在1月30号周日的下午,Suzi和Sheree在加州圣玛利亚法院外面,对着过往的汽车叫喊。这就是整件事的开始——数百名甚至上千名的示威者,将会在接下来的6个月到达这里。他们在这里是因为,就像Sheree当时说的:“这不是闹着玩的。这将影响着世界对美国的看法。”她并不是在谈论当天伊拉克举行的选举。她的意思是Michael Jackson将会在1月30日开始接受的审判。
“全世界都会看到美国是怎样执法的。他们将会看到我们所说的,在被证明有罪之前都是清白的。”一辆汽车驶过,横幅和标语飘扬在空中。“清白!!”
不少人都知道Jackson歌迷的忠诚和热情,23岁的Suzi Mumpheld和34岁的Sheree Wilkins,为了出现在这里而牺牲了不少。在上周,她们都辞去了工作——教书和照顾儿童——并放弃了在洛杉矶的公寓,现在一起住在离这里3小时车程的,圣玛利亚的一月租1,100美金的汽车旅馆。
她们对此经历抱着愉快的态度。明显地,他们觉得Jackson受了很多的苦痛。Suzi的标语上写着“马尔康姆·X、罗莎·帕克斯、马丁·路德·金博士给了我们自由和平等。Michael Jackson……我们会为你的生命而战。”
他们进行的战斗,“接下来的6个月或者需要的更长的时间……”Sheree说,“我们都会在这里,直到Michael自由为止。”
突然Suzi有了一主意。“来吧,Sheree,我们来开始这个。”她举起她的海报,唱着写在海报后面的歌词。“不要责怪Jackson一家,不要责怪他们美好的时光,不要责怪他们的爱……责怪你们的谎言吧!”刚开始唱了几句,一个巴西新闻工作人员匆忙地跑过,跟着是一群摄影师。
Suzi摆出一个动作,一德国摄影师立即说“非常好,非常好 ”,跟着便拍照。
Suzi和Sheree正好是我们期待的那种Jackson歌迷——在这里又唱歌又跳舞的那种,完全希望在街上度过时间,等待审讯结束时好好庆祝一番。

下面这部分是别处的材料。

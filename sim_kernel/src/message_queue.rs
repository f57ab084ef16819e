//! Bounded message queue for host queues.
//!
//! Provides FIFO ordering with explicit depth and item-size limits.

use crate::clock::SimClock;
use crate::lock;
use crate::sync::block_on;
use kernel_api::{HostQueue, KernelError, Wait};
use std::collections::VecDeque;
use std::sync::{Condvar, Mutex};

/// Queue error types.
#[derive(Debug, Clone, Copy, PartialEq, Eq)]
pub enum QueueError {
    Full,
    TooLarge { size: usize, max: usize },
}

impl From<QueueError> for KernelError {
    fn from(err: QueueError) -> Self {
        match err {
            QueueError::Full => KernelError::Full,
            QueueError::TooLarge { size, max } => KernelError::MessageTooLarge { size, max },
        }
    }
}

/// Bounded FIFO of byte messages.
#[derive(Debug, Clone)]
pub struct MessageQueue {
    capacity: usize,
    item_size: usize,
    messages: VecDeque<Vec<u8>>,
}

impl MessageQueue {
    /// Creates a queue holding at most `capacity` messages of `item_size` bytes.
    pub fn with_capacity(capacity: usize, item_size: usize) -> Self {
        Self {
            capacity,
            item_size,
            messages: VecDeque::with_capacity(capacity),
        }
    }

    /// Returns the configured capacity.
    pub fn capacity(&self) -> usize {
        self.capacity
    }

    /// Returns the maximum message size.
    pub fn item_size(&self) -> usize {
        self.item_size
    }

    /// Returns the number of queued messages.
    pub fn len(&self) -> usize {
        self.messages.len()
    }

    /// Returns whether the queue is empty.
    pub fn is_empty(&self) -> bool {
        self.messages.is_empty()
    }

    /// Returns remaining capacity.
    pub fn remaining_capacity(&self) -> usize {
        self.capacity.saturating_sub(self.messages.len())
    }

    /// Pushes a copy of `message` onto the queue.
    pub fn push(&mut self, message: &[u8]) -> Result<(), QueueError> {
        if message.len() > self.item_size {
            return Err(QueueError::TooLarge {
                size: message.len(),
                max: self.item_size,
            });
        }
        if self.messages.len() >= self.capacity {
            return Err(QueueError::Full);
        }
        self.messages.push_back(message.to_vec());
        Ok(())
    }

    /// Pops the next message.
    pub fn pop(&mut self) -> Option<Vec<u8>> {
        self.messages.pop_front()
    }
}

#[derive(Debug)]
struct QueueState {
    queue: MessageQueue,
    destroyed: bool,
}

/// [`MessageQueue`] shared between tasks with blocking receive
#[derive(Debug)]
pub struct SimQueue {
    clock: SimClock,
    state: Mutex<QueueState>,
    not_empty: Condvar,
}

impl SimQueue {
    pub fn new(clock: SimClock, depth: usize, item_size: usize) -> Self {
        Self {
            clock,
            state: Mutex::new(QueueState {
                queue: MessageQueue::with_capacity(depth, item_size),
                destroyed: false,
            }),
            not_empty: Condvar::new(),
        }
    }
}

impl HostQueue for SimQueue {
    fn send(&self, message: &[u8]) -> Result<(), KernelError> {
        let mut state = lock(&self.state);
        if state.destroyed {
            return Err(KernelError::Destroyed);
        }
        state.queue.push(message)?;
        self.not_empty.notify_one();
        Ok(())
    }

    fn receive(&self, wait: Wait) -> Result<Vec<u8>, KernelError> {
        let state = lock(&self.state);
        let result = block_on(state, &self.not_empty, self.clock.deadline(wait), |s| {
            if s.destroyed {
                Some(Err(KernelError::Destroyed))
            } else {
                s.queue.pop().map(Ok)
            }
        });
        match result {
            Err(KernelError::WouldBlock) => Err(KernelError::Empty),
            other => other,
        }
    }

    fn len(&self) -> usize {
        lock(&self.state).queue.len()
    }

    fn destroy(&self) {
        lock(&self.state).destroyed = true;
        self.not_empty.notify_all();
    }
}
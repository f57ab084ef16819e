//! # Kernel API
//!
//! This crate defines the interface between the abstraction layer and the
//! host real-time kernel it runs on.
//!
//! ## Philosophy
//!
//! The host provides **mechanisms**, the abstraction layer provides policy:
//! - Task spawning and cancellation (not naming, not bookkeeping)
//! - Semaphores, mutexes and queues (not handle tables)
//! - One-shot timers and a tick counter (not periodic timebases)
//! - A socket stack with a single set-based readiness wait (not bitmaps)
//!
//! ## Design Goals
//!
//! 1. **Testability**: The whole seam can be implemented in-process
//! 2. **Explicitness**: Every blocking call says how long it may block
//! 3. **Narrowness**: Only what the layer above actually consumes
//!
//! ## Non-Goals
//!
//! This is NOT:
//! - A portable threading library
//! - A filesystem interface (files go through `std::fs`)

pub mod error;
pub mod kernel;
pub mod net;
pub mod time;

pub use error::KernelError;
pub use kernel::{
    HostKernel, HostMutex, HostQueue, HostSemaphore, HostTaskId, HostTimer, TaskDescriptor,
    TaskEntry, TimerCallback, Wait,
};
pub use net::{
    HostNetStack, HostSocket, SelectBits, SocketDomain, SocketSet, SocketSetEntry, SocketType,
};
pub use time::TickClock;
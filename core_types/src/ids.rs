//! Object handles shared by every resource table

use serde::{Deserialize, Serialize};
use std::fmt;

/// Kind of OS object a handle refers to
///
/// The discriminant is encoded into the top bits of every [`ObjectId`], so
/// a handle of one kind can never be mistaken for a handle of another.
#[derive(Debug, Clone, Copy, PartialEq, Eq, Hash, PartialOrd, Ord, Serialize, Deserialize)]
#[repr(u8)]
pub enum ObjectKind {
    Task = 1,
    Queue = 2,
    CountSem = 3,
    BinSem = 4,
    Mutex = 5,
    Stream = 6,
    TimeBase = 7,
    Timer = 8,
}

impl ObjectKind {
    /// All kinds, in table initialization order
    pub const ALL: [ObjectKind; 8] = [
        ObjectKind::Task,
        ObjectKind::Queue,
        ObjectKind::CountSem,
        ObjectKind::BinSem,
        ObjectKind::Mutex,
        ObjectKind::Stream,
        ObjectKind::TimeBase,
        ObjectKind::Timer,
    ];

    /// Decodes a kind tag
    pub fn from_tag(tag: u8) -> Option<Self> {
        Self::ALL.iter().copied().find(|kind| *kind as u8 == tag)
    }

    /// Short lowercase label used in logs and display names
    pub fn label(&self) -> &'static str {
        match self {
            ObjectKind::Task => "task",
            ObjectKind::Queue => "queue",
            ObjectKind::CountSem => "countsem",
            ObjectKind::BinSem => "binsem",
            ObjectKind::Mutex => "mutex",
            ObjectKind::Stream => "stream",
            ObjectKind::TimeBase => "timebase",
            ObjectKind::Timer => "timer",
        }
    }
}

impl fmt::Display for ObjectKind {
    fn fmt(&self, f: &mut fmt::Formatter<'_>) -> fmt::Result {
        f.write_str(self.label())
    }
}

/// Opaque handle to a resource-table slot
///
/// Layout of the underlying `u32`:
///
/// ```text
///  31    28 27          16 15               0
/// +--------+--------------+------------------+
/// |  kind  |  generation  |    slot index    |
/// +--------+--------------+------------------+
/// ```
///
/// The generation changes every time a slot is released, so a handle that
/// outlives its object is detected instead of silently acting on whatever
/// was created in the same slot afterwards. Generation zero is never
/// issued, which keeps `0` free to act as [`ObjectId::UNDEFINED`].
#[derive(Debug, Clone, Copy, PartialEq, Eq, Hash, PartialOrd, Ord, Serialize, Deserialize)]
#[serde(transparent)]
pub struct ObjectId(u32);

impl ObjectId {
    /// The "no object" handle; also the creator of objects made outside any task
    pub const UNDEFINED: ObjectId = ObjectId(0);

    const KIND_SHIFT: u32 = 28;
    const GENERATION_SHIFT: u32 = 16;
    const GENERATION_MASK: u32 = 0x0FFF;
    const INDEX_MASK: u32 = 0xFFFF;

    /// Largest generation value before wrapping back to 1
    pub const MAX_GENERATION: u16 = 0x0FFF;

    /// Largest slot index a handle can carry
    pub const MAX_INDEX: u16 = u16::MAX;

    /// Builds a handle from its parts
    ///
    /// The generation is masked to 12 bits; callers are expected to keep it
    /// in `1..=MAX_GENERATION`.
    pub fn new(kind: ObjectKind, generation: u16, index: u16) -> Self {
        let raw = ((kind as u32) << Self::KIND_SHIFT)
            | ((generation as u32 & Self::GENERATION_MASK) << Self::GENERATION_SHIFT)
            | index as u32;
        Self(raw)
    }

    /// Reinterprets a raw value received from an application
    pub const fn from_raw(raw: u32) -> Self {
        Self(raw)
    }

    /// Returns the raw numeric handle
    pub const fn as_raw(&self) -> u32 {
        self.0
    }

    /// Returns the kind tag, or `None` for undefined or corrupted handles
    pub fn kind(&self) -> Option<ObjectKind> {
        ObjectKind::from_tag((self.0 >> Self::KIND_SHIFT) as u8)
    }

    /// Returns the generation counter embedded in the handle
    pub fn generation(&self) -> u16 {
        ((self.0 >> Self::GENERATION_SHIFT) & Self::GENERATION_MASK) as u16
    }

    /// Returns the slot index embedded in the handle
    pub fn index(&self) -> usize {
        (self.0 & Self::INDEX_MASK) as usize
    }

    /// Returns true for [`ObjectId::UNDEFINED`]
    pub fn is_undefined(&self) -> bool {
        self.0 == 0
    }

    /// Advances a generation counter, skipping zero on wrap
    pub fn next_generation(generation: u16) -> u16 {
        if generation >= Self::MAX_GENERATION {
            1
        } else {
            generation + 1
        }
    }
}

impl Default for ObjectId {
    fn default() -> Self {
        Self::UNDEFINED
    }
}

impl fmt::Display for ObjectId {
    fn fmt(&self, f: &mut fmt::Formatter<'_>) -> fmt::Result {
        match self.kind() {
            Some(kind) => write!(
                f,
                "{}({}#{})",
                kind,
                self.index(),
                self.generation()
            ),
            None => write!(f, "undefined({:#x})", self.0),
        }
    }
}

但并不是全部追随者都这般友好。当我通过MJJForum.com接近歌迷时,我期待看到非常热情和无私、对Michael盲目的爱。但我找到的却是脾气古怪疑心重重的对话,警戒心很重。我们讨论了在这种非常时期学Michael那样穿着,并议论着媒体怎样关注歌迷的一成不变,是否会得到尊重。“我们为什么要相信你?”一位歌迷问道,“我知道Michael教我们不应该对人怀有偏见,但我们这些歌迷10年来面对了大量谎言。你们总是叫我们怪人。”
说得对。这些歌迷长期以来很容易被当为目标,就像Jackson那样。像他那样,歌迷们也是一个现象。有多少其他艺人的歌迷可以说他们去过他偶像的家里,在酒会里狂欢,并拥抱了他的骆驼呢?
在数周的辩论后,歌迷站了起来,愤怒地防卫着,并决定去消除误解。首先:“我们都不愚蠢。”过了些时候,我被告知了“我们之中有博士和律师”。他们或许有。在这数周内,我和一个债权顾问见过面,也见过了研究癌症的科学家和法律秘书,他们都对这件案件认识不少。他们和我谈论了关于恋童癖的文章,诬告的几率和圣芭芭拉检控官Tom Sneddon不光彩的办案记录。
“如果你想说Michael有罪的话,你最好准备好事实。”MJJForum的管理员Patricia Brown警告说,“因为我们的成员会和你辩论,他们已经做好了自己的调查。”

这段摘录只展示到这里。